In this page you find a description of the cluster and a good practice section.
lphelc1a and lphelc1b
The lpehlc1a and lphelc1b machines are our two interactive nodes.
These two interactive nodes are for development and testing purposes.
Please run long or CPU-intensive jobs via the batch system.
The lphelcsrv2 is our head node.
It hosts the RAID6 home disk and manages the batch system.
There is rarely a need for a user to ever log into this machine.
The cluster has 20 identical workernodes which accept jobs through our batch system and two additional nodes for testing.
- 16 x Intel(R) Xeon(R) CPU E5-2650 v2 @ 2.60GHz
- Scientific Linux CERN SLC release 6.5 (Carbon) 64 bit
- 32 Gb RAM
- 600 Gb Scratch Disk
- Automatically mounted /home and /panfs dirs
Cluster Usage: good practices
- Avoid filling up the batch queue with many long jobs
- Submit smaller jobs if possible to make use of the many cores
- Run test jobs on the interactive nodes and test machines beforehand to time job execution.
- Submit jobs with adequate and accurate requests for resources.

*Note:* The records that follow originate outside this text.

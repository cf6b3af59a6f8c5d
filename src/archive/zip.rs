//! Minimal reader for local ZIP archives.
//!
//! Installer jars and modpack archives are plain ZIP files. Reading a single
//! entry only needs the End of Central Directory record, the central
//! directory and the entry's local header, so nothing else is parsed.
//! Stored and deflated entries are supported, ZIP64 archives are not.

use crate::error::{Error, Result};

use flate2::read::DeflateDecoder;
use std::fs::File;
use std::io::{Read, Seek, SeekFrom};
use std::path::Path;

const EOCD_SIGNATURE: &[u8] = &[0x50, 0x4b, 0x05, 0x06];
const CENTRAL_DIR_SIGNATURE: &[u8] = &[0x50, 0x4b, 0x01, 0x02];
const LOCAL_HEADER_SIGNATURE: &[u8] = &[0x50, 0x4b, 0x03, 0x04];
const EOCD_MIN_SIZE: usize = 22;
// EOCD plus the largest possible archive comment.
const EOCD_SEARCH_SIZE: u64 = EOCD_MIN_SIZE as u64 + u16::MAX as u64;
const CENTRAL_DIR_ENTRY_MIN_SIZE: usize = 46;
const LOCAL_HEADER_MIN_SIZE: usize = 30;
const COMPRESSION_STORED: u16 = 0;
const COMPRESSION_DEFLATE: u16 = 8;

/// Information about a file in a ZIP archive.
#[derive(Debug, Clone, PartialEq, Eq)]
pub struct ZipFileInfo {
    pub name: String,
    pub compression_method: u16,
    pub compressed_size: u64,
    pub uncompressed_size: u64,
    pub local_header_offset: u64,
}

fn archive_error(message: impl Into<String>) -> Error {
    Error::Archive {
        message: message.into(),
    }
}

fn u16_at(data: &[u8], offset: usize) -> u16 {
    u16::from_le_bytes([data[offset], data[offset + 1]])
}

fn u32_at(data: &[u8], offset: usize) -> u32 {
    u32::from_le_bytes([
        data[offset],
        data[offset + 1],
        data[offset + 2],
        data[offset + 3],
    ])
}

/// An opened archive with its parsed central directory.
#[derive(Debug)]
pub struct ZipArchive {
    file: File,
    entries: Vec<ZipFileInfo>,
}

impl ZipArchive {
    /// Open `path` and read its central directory.
    pub fn open(path: &Path) -> Result<Self> {
        let mut file = File::open(path).map_err(|e| Error::local_io(path, e))?;
        let size = file
            .metadata()
            .map_err(|e| Error::local_io(path, e))?
            .len();
        if size < EOCD_MIN_SIZE as u64 {
            return Err(archive_error(format!("{} is too small to be a ZIP", path.display())));
        }

        let tail_size = EOCD_SEARCH_SIZE.min(size);
        let tail = read_at(&mut file, size - tail_size, tail_size as usize)
            .map_err(|e| Error::local_io(path, e))?;

        let eocd_offset = tail
            .windows(4)
            .rposition(|window| window == EOCD_SIGNATURE)
            .ok_or_else(|| archive_error("Could not find End of Central Directory Record"))?;
        let eocd = &tail[eocd_offset..];
        if eocd.len() < EOCD_MIN_SIZE {
            return Err(archive_error("Invalid EOCD record"));
        }

        let cd_size = u32_at(eocd, 12) as u64;
        let cd_offset = u32_at(eocd, 16) as u64;
        if cd_offset == u32::MAX as u64 || cd_size == u32::MAX as u64 {
            return Err(archive_error("ZIP64 archives are not supported"));
        }
        if cd_offset + cd_size > size {
            return Err(archive_error("Central directory lies outside the archive"));
        }

        let cd_data = read_at(&mut file, cd_offset, cd_size as usize)
            .map_err(|e| Error::local_io(path, e))?;
        let entries = parse_central_directory(&cd_data);

        Ok(Self { file, entries })
    }

    /// All entries of the archive.
    pub fn entries(&self) -> &[ZipFileInfo] {
        &self.entries
    }

    /// Look up an entry by its exact name.
    pub fn entry(&self, name: &str) -> Option<&ZipFileInfo> {
        self.entries.iter().find(|entry| entry.name == name)
    }

    /// Read and decompress an entry. Returns `None` if there is no such entry.
    pub fn read(&mut self, name: &str) -> Result<Option<Vec<u8>>> {
        let Some(info) = self.entry(name).cloned() else {
            return Ok(None);
        };

        let header = read_at(&mut self.file, info.local_header_offset, LOCAL_HEADER_MIN_SIZE)
            .map_err(|_| archive_error("Failed to read local file header"))?;
        if &header[0..4] != LOCAL_HEADER_SIGNATURE {
            return Err(archive_error(format!("Invalid local file header for '{}'", name)));
        }

        let filename_length = u16_at(&header, 26) as u64;
        let extra_field_length = u16_at(&header, 28) as u64;
        let data_start = info.local_header_offset
            + LOCAL_HEADER_MIN_SIZE as u64
            + filename_length
            + extra_field_length;

        let compressed = read_at(&mut self.file, data_start, info.compressed_size as usize)
            .map_err(|_| archive_error(format!("Failed to read data of '{}'", name)))?;

        let data = match info.compression_method {
            COMPRESSION_STORED => compressed,
            COMPRESSION_DEFLATE => {
                let mut decoder = DeflateDecoder::new(&compressed[..]);
                // The declared size is untrusted, so it only sizes the first allocation.
                let capacity = (info.uncompressed_size as usize).min(compressed.len().saturating_mul(8));
                let mut decompressed = Vec::with_capacity(capacity);
                decoder
                    .read_to_end(&mut decompressed)
                    .map_err(|e| archive_error(format!("Deflate decompression failed: {}", e)))?;
                decompressed
            }
            method => {
                return Err(archive_error(format!(
                    "Unsupported compression method {} for '{}'",
                    method, name
                )))
            }
        };
        Ok(Some(data))
    }
}

fn read_at(file: &mut File, offset: u64, len: usize) -> std::io::Result<Vec<u8>> {
    file.seek(SeekFrom::Start(offset))?;
    let mut buf = vec![0u8; len];
    file.read_exact(&mut buf)?;
    Ok(buf)
}

/// Parse every entry of a central directory, stopping at the first malformed one.
fn parse_central_directory(cd_data: &[u8]) -> Vec<ZipFileInfo> {
    let mut entries = Vec::new();
    let mut offset = 0;

    while offset + CENTRAL_DIR_ENTRY_MIN_SIZE <= cd_data.len() {
        if &cd_data[offset..offset + 4] != CENTRAL_DIR_SIGNATURE {
            break;
        }

        let compression_method = u16_at(cd_data, offset + 10);
        let compressed_size = u32_at(cd_data, offset + 20) as u64;
        let uncompressed_size = u32_at(cd_data, offset + 24) as u64;
        let filename_length = u16_at(cd_data, offset + 28) as usize;
        let extra_field_length = u16_at(cd_data, offset + 30) as usize;
        let comment_length = u16_at(cd_data, offset + 32) as usize;
        let local_header_offset = u32_at(cd_data, offset + 42) as u64;

        let filename_start = offset + CENTRAL_DIR_ENTRY_MIN_SIZE;
        if filename_start + filename_length > cd_data.len() {
            break;
        }
        let name =
            String::from_utf8_lossy(&cd_data[filename_start..filename_start + filename_length])
                .into_owned();

        entries.push(ZipFileInfo {
            name,
            compression_method,
            compressed_size,
            uncompressed_size,
            local_header_offset,
        });

        offset += CENTRAL_DIR_ENTRY_MIN_SIZE + filename_length + extra_field_length + comment_length;
    }

    entries
}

- Run everything local to a node.
- Be aware that requesting large amounts of walltime will prevent your jobs from running in some situations.
- Store large datasets on the shared disks.
Avoid Filling the Batch Queue with Long Jobs
The batch fairshare is configured such that the resources available are allocated to each user equally. This does not mean that you can only use 1/Nth of the available resources. If there are only a few people running jobs, then you will be able to use a larger share of the resources. This can result in one person being able to use all the resources at once.
Seconds before you submit your jobs, someone saturates the queue with their jobs such that there are no resouces left. Now your jobs won’t be able to run until their jobs are finished. So if you think you are going to send a lot of jobs just care to exclude a couple of nodes which can be used by others. Also see the next point.
Submit Smaller Jobs if Possible
The way we generally run our jobs is like this:
- Test job on interactive node for a small sample.
- Job works and is ready for running on the batch system.
- Submit many jobs at once, enough to generate your MC or completely run over your dataset.
- Get back output and analyse results.
We don’t really want to have to limit the number of jobs people can submit at once. But problems can occur if people take all resources for a long time.
If you have a very large number of jobs or a large dataset you need to analyse, then it is a good idea to make your jobs run for a few hours at most. This will allow for a better usage of resources and a better sharing of priorities. This may mean that you have to submit more jobs with each job running over fewer files or creating less events but it means that you will not block other people’s jobs for too long!
Run Test Jobs Beforehand
The batch system only knows what resources your jobs will need if you tell it.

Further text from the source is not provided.